Objective/Hypothesis:
The gut microbiome influences metabolism, but the underlying mechanisms are not completely understood. We hypothesized that the gut microbiome modulates metabolism by regulating the expression of key neuroendocrine and enteroendocrine genes such as neuropeptide Y (Npy) which is a potent brain orexigenic peptide and G-protein-coupled receptor-17 (Gpr17) which decreases incretin secretion in the gut.

Approach:
The gene expression profiles in mouse hypothalamus and gastrointestinal tract segments (duodenum, jejunum, ileum, and colon) were compared from germ-free (GF) mice (n=9 females, n=9 males) and conventional mice (n=9 females, n=9 males). Gene transcription was determined through total RNA yield extracted from the various tissues using qRT-qPCR. The data was analyzed using two-way ANOVA and unpaired t-test.

Results:
We found that RNA yield in brain and gut tissues differed in a sex and microbiome dependent manner. The medial basal hypothalamus of the female germ-free mice had lower RNA yield compared with conventional female mice (p=0.0082). In the intestine, the RNA concentrations of the germ-free mice showed a decrease from the proximal to distal gut, however, an opposite trend was observed in the conventional mice with an overall increase of concentration from the proximal to distal gut.
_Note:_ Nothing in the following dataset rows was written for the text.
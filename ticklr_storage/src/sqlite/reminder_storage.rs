mod model;

use async_trait::async_trait;
use chrono::{DateTime, FixedOffset};
use model::{ReminderStorageModel, encode_instant};
use thiserror::Error;
use ticklr_models::reminder::{NewReminder, OwnerId, Reminder, ReminderId, ReminderPolicy};

use crate::reminder::{ReminderStorage, retention_cutoff};

#[derive(Debug, Error)]
pub enum SqliteReminderError {
    #[error(transparent)]
    Sqlx(#[from] sqlx::Error),

    #[error("Stored {column} value {value:?} is not an RFC 3339 timestamp")]
    InvalidTimestamp {
        column: &'static str,
        value: String,
        #[source]
        source: chrono::ParseError,
    },
}

const INSERT_REMINDER: &str = "
INSERT OR REPLACE INTO reminders (owner_id, fire_at, text, created_at, sent)
VALUES (?, ?, ?, ?, FALSE)
RETURNING *";

pub struct SqliteReminderStorage {
    pool: sqlx::SqlitePool,
    policy: ReminderPolicy,
}

impl SqliteReminderStorage {
    pub fn new(pool: sqlx::SqlitePool, policy: ReminderPolicy) -> Self {
        Self { pool, policy }
    }

    pub fn policy(&self) -> ReminderPolicy {
        self.policy
    }
}

fn into_reminders(models: Vec<ReminderStorageModel>) -> Result<Vec<Reminder>, SqliteReminderError> {
    models.into_iter().map(Reminder::try_from).collect()
}

#[async_trait]
impl ReminderStorage for SqliteReminderStorage {
    type Error = SqliteReminderError;

    async fn create(&self, reminder: NewReminder) -> Result<Reminder, Self::Error> {
        let NewReminder {
            owner_id,
            fire_at,
            text,
            created_at,
        } = reminder;
        let fire_at = encode_instant(&fire_at);
        let created_at = encode_instant(&created_at);

        let mut tx = self.pool.begin().await?;

        if self.policy == ReminderPolicy::SinglePerOwner {
            let replaced = sqlx::query("DELETE FROM reminders WHERE owner_id = ? AND sent = FALSE")
                .bind(owner_id)
                .execute(&mut *tx)
                .await?
                .rows_affected();

            if replaced > 0 {
                log::info!("Replacing pending reminder [owner_id = {owner_id}]");
            }
        }

        let created = sqlx::query_as::<_, ReminderStorageModel>(INSERT_REMINDER)
            .bind(owner_id)
            .bind(fire_at)
            .bind(text)
            .bind(created_at)
            .fetch_one(&mut *tx)
            .await?;

        tx.commit().await?;

        created.try_into()
    }

    async fn get_due(&self, now: DateTime<FixedOffset>) -> Result<Vec<Reminder>, Self::Error> {
        let reminders = sqlx::query_as::<_, ReminderStorageModel>(
            "SELECT * FROM reminders
WHERE sent = FALSE AND unixepoch(fire_at) <= unixepoch(?)",
        )
        .bind(encode_instant(&now))
        .fetch_all(&self.pool)
        .await?;

        into_reminders(reminders)
    }

    async fn get_owner_reminders(&self, owner_id: OwnerId) -> Result<Vec<Reminder>, Self::Error> {
        let reminders = sqlx::query_as::<_, ReminderStorageModel>(
            "SELECT * FROM reminders
WHERE owner_id = ? AND sent = FALSE
ORDER BY unixepoch(fire_at), id",
        )
        .bind(owner_id)
        .fetch_all(&self.pool)
        .await?;

        into_reminders(reminders)
    }

    async fn mark_sent(&self, id: ReminderId) -> Result<(), Self::Error> {
        let updated = sqlx::query("UPDATE reminders SET sent = TRUE WHERE id = ? AND sent = FALSE")
            .bind(id)
            .execute(&self.pool)
            .await?
            .rows_affected();

        if updated == 0 {
            log::debug!("Reminder was already sent or is gone [reminder_id = {id}]");
        }

        Ok(())
    }

    async fn delete(&self, id: ReminderId, owner_id: OwnerId) -> Result<bool, Self::Error> {
        let deleted =
            sqlx::query("DELETE FROM reminders WHERE id = ? AND owner_id = ? AND sent = FALSE")
                .bind(id)
                .bind(owner_id)
                .execute(&self.pool)
                .await?
                .rows_affected();

        if deleted == 0 {
            log::warn!("No pending reminder to delete [reminder_id = {id}, owner_id = {owner_id}]");
        }

        Ok(deleted > 0)
    }

    async fn count(&self, owner_id: OwnerId) -> Result<u64, Self::Error> {
        let count: i64 =
            sqlx::query_scalar("SELECT COUNT(*) FROM reminders WHERE owner_id = ? AND sent = FALSE")
                .bind(owner_id)
                .fetch_one(&self.pool)
                .await?;

        Ok(count.max(0) as u64)
    }

    async fn cleanup(
        &self,
        retention_days: u32,
        now: DateTime<FixedOffset>,
    ) -> Result<u64, Self::Error> {
        let Some(cutoff) = retention_cutoff(retention_days, &now) else {
            log::warn!("Retention of {retention_days} days is out of range, nothing removed");
            return Ok(0);
        };
        let deleted = sqlx::query(
            "DELETE FROM reminders
WHERE sent = TRUE AND unixepoch(created_at) < unixepoch(?)",
        )
        .bind(encode_instant(&cutoff))
        .execute(&self.pool)
        .await?
        .rows_affected();

        if deleted > 0 {
            log::info!("Removed {deleted} sent reminders created before {cutoff}");
        }

        Ok(deleted)
    }
}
This trend may reflect the high concentration of the microbiota in the distal gut. Regarding gene expression of the neuroendocrine and enteroendocrine systems, Npy had lower expression in the medial basal hypothalamus (MBH) of conventional males (p=0.004), Gpr17 showed moderate duodenal expression in conventional mice (p=0.029), and Gpr17 showed increased duodenal expression in germ-free females (p=0.044).

Summary/Conclusions:
With enriched microbiota in the ileum and colon, our results indicate that gut microbiota increase host gene transcription in the distal gut segments. Future studies will aim at investigating the mechanistic link between the microbiome and regulation of gene expression in neuroendocrine and enteroendocrine tissues.